TASK GOAL
State how many lines of the records include the word "usize"; the reply is that number alone.

(Data records)
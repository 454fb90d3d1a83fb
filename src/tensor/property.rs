/*
 * @Description  : 本文件仅包含一些属性与统计方法，不会修改张量本身
 */

use super::Tensor;
use crate::errors::TensorError;
use ndarray::{ArrayD, ArrayViewD, Axis, Zip};

impl Tensor {
    /*↓↓↓↓↓↓↓↓↓↓↓↓↓↓↓↓↓↓↓↓↓↓↓↓↓快照/view↓↓↓↓↓↓↓↓↓↓↓↓↓↓↓↓↓↓↓↓↓↓↓↓↓*/
    pub fn view(&self) -> ArrayViewD<'_, f32> {
        self.data.view()
    }
    pub fn data(&self) -> &ArrayD<f32> {
        &self.data
    }
    pub fn into_array(self) -> ArrayD<f32> {
        self.data
    }
    /// 按行优先（标准布局）顺序拷贝出全部元素
    pub fn to_vec(&self) -> Vec<f32> {
        self.data.iter().copied().collect()
    }
    /*↑↑↑↑↑↑↑↑↑↑↑↑↑↑↑↑↑↑↑↑↑↑↑↑↑快照/view↑↑↑↑↑↑↑↑↑↑↑↑↑↑↑↑↑↑↑↑↑↑↑↑↑*/

    /// 若为向量，`shape`可以是[n]、[1,n]、[n,1]；
    /// 若为图像批次，`shape`为[batch, H, W, C]。
    pub fn shape(&self) -> &[usize] {
        self.data.shape()
    }

    /// 张量的维（dim）数、阶（rank）数
    pub fn dimension(&self) -> usize {
        self.data.ndim()
    }

    /// 计算张量中所有元素的数量
    pub fn size(&self) -> usize {
        self.data.len()
    }

    /// 首个维度的长度，即批大小；标量返回1
    pub fn batch_size(&self) -> usize {
        self.shape().first().copied().unwrap_or(1)
    }

    /// 判断两个张量的形状是否严格一致。如：形状为 [1, 4]，[1, 4]和[4]是不一致的，会返回false
    pub fn is_same_shape(&self, other: &Self) -> bool {
        self.shape() == other.shape()
    }

    /// 所有元素是否均为有限值（不含NaN和±Inf）
    pub fn is_finite(&self) -> bool {
        self.data.iter().all(|x| x.is_finite())
    }

    /*↓↓↓↓↓↓↓↓↓↓↓↓↓↓↓↓↓↓↓↓↓↓↓↓↓统计量↓↓↓↓↓↓↓↓↓↓↓↓↓↓↓↓↓↓↓↓↓↓↓↓↓*/
    pub fn sum(&self) -> f32 {
        self.data.sum()
    }

    /// 所有元素的均值；空张量返回0
    pub fn mean(&self) -> f32 {
        if self.size() == 0 {
            return 0.0;
        }
        self.sum() / self.size() as f32
    }

    /// 所有元素平方和
    pub fn sum_squares(&self) -> f32 {
        self.data.iter().map(|x| x * x).sum()
    }

    /// 所有元素的（总体）方差，对应`tf.nn.moments`在全部维度上的结果
    pub fn variance(&self) -> f32 {
        let mean = self.mean();
        if self.size() == 0 {
            return 0.0;
        }
        self.data.iter().map(|x| (x - mean) * (x - mean)).sum::<f32>() / self.size() as f32
    }

    pub fn std_dev(&self) -> f32 {
        self.variance().sqrt()
    }

    pub fn max_abs(&self) -> f32 {
        self.data.iter().fold(0.0f32, |acc, x| acc.max(x.abs()))
    }

    /// 两个同形张量的点积和（逐元素相乘再求和）
    pub fn dot_sum(&self, other: &Tensor) -> Result<f32, TensorError> {
        if !self.is_same_shape(other) {
            return Err(TensorError::OperatorError {
                operator: crate::errors::Operator::DotSum,
                tensor1_shape: self.shape().to_vec(),
                tensor2_shape: other.shape().to_vec(),
            });
        }
        let mut value = 0.0;
        Zip::from(&self.data)
            .and(&other.data)
            .for_each(|a, b| value += a * b);
        Ok(value)
    }
    /*↑↑↑↑↑↑↑↑↑↑↑↑↑↑↑↑↑↑↑↑↑↑↑↑↑统计量↑↑↑↑↑↑↑↑↑↑↑↑↑↑↑↑↑↑↑↑↑↑↑↑↑*/

    /*↓↓↓↓↓↓↓↓↓↓↓↓↓↓↓↓↓↓↓↓↓↓↓↓↓按样本（首维）操作↓↓↓↓↓↓↓↓↓↓↓↓↓↓↓↓↓↓↓↓↓↓↓↓↓*/
    /// 取出批次中的第`index`个样本，返回的张量保留批维度（形状为[1, ...]）
    pub fn sample(&self, index: usize) -> Result<Tensor, TensorError> {
        if index >= self.batch_size() {
            return Err(TensorError::ValueMustSatisfyComparison {
                value_name: "样本索引".to_string(),
                operator: crate::errors::ComparisonOperator::LessOrEqual,
                threshold: self.batch_size().saturating_sub(1),
            });
        }
        let sample = self.data.index_axis(Axis(0), index).insert_axis(Axis(0));
        Ok(Tensor::from_array(sample.to_owned()))
    }

    /// 每个样本在除批维度外所有维度上展平后的L2范数
    pub fn per_sample_l2_norm(&self) -> Vec<f32> {
        self.data
            .axis_iter(Axis(0))
            .map(|s| s.iter().map(|x| x * x).sum::<f32>().sqrt())
            .collect()
    }

    /// 每个样本乘以各自的系数（系数个数须等于批大小）
    pub fn scale_per_sample(&self, factors: &[f32]) -> Result<Tensor, TensorError> {
        if factors.len() != self.batch_size() {
            return Err(TensorError::ShapeMismatch {
                context: "按样本缩放".to_string(),
                expected: vec![self.batch_size()],
                got: vec![factors.len()],
            });
        }
        let mut data = self.data.clone();
        for (mut s, &k) in data.axis_iter_mut(Axis(0)).zip(factors) {
            s.mapv_inplace(|x| x * k);
        }
        Ok(Tensor::from_array(data))
    }
    /*↑↑↑↑↑↑↑↑↑↑↑↑↑↑↑↑↑↑↑↑↑↑↑↑↑按样本（首维）操作↑↑↑↑↑↑↑↑↑↑↑↑↑↑↑↑↑↑↑↑↑↑↑↑↑*/
}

WRITTEN ANSWER
5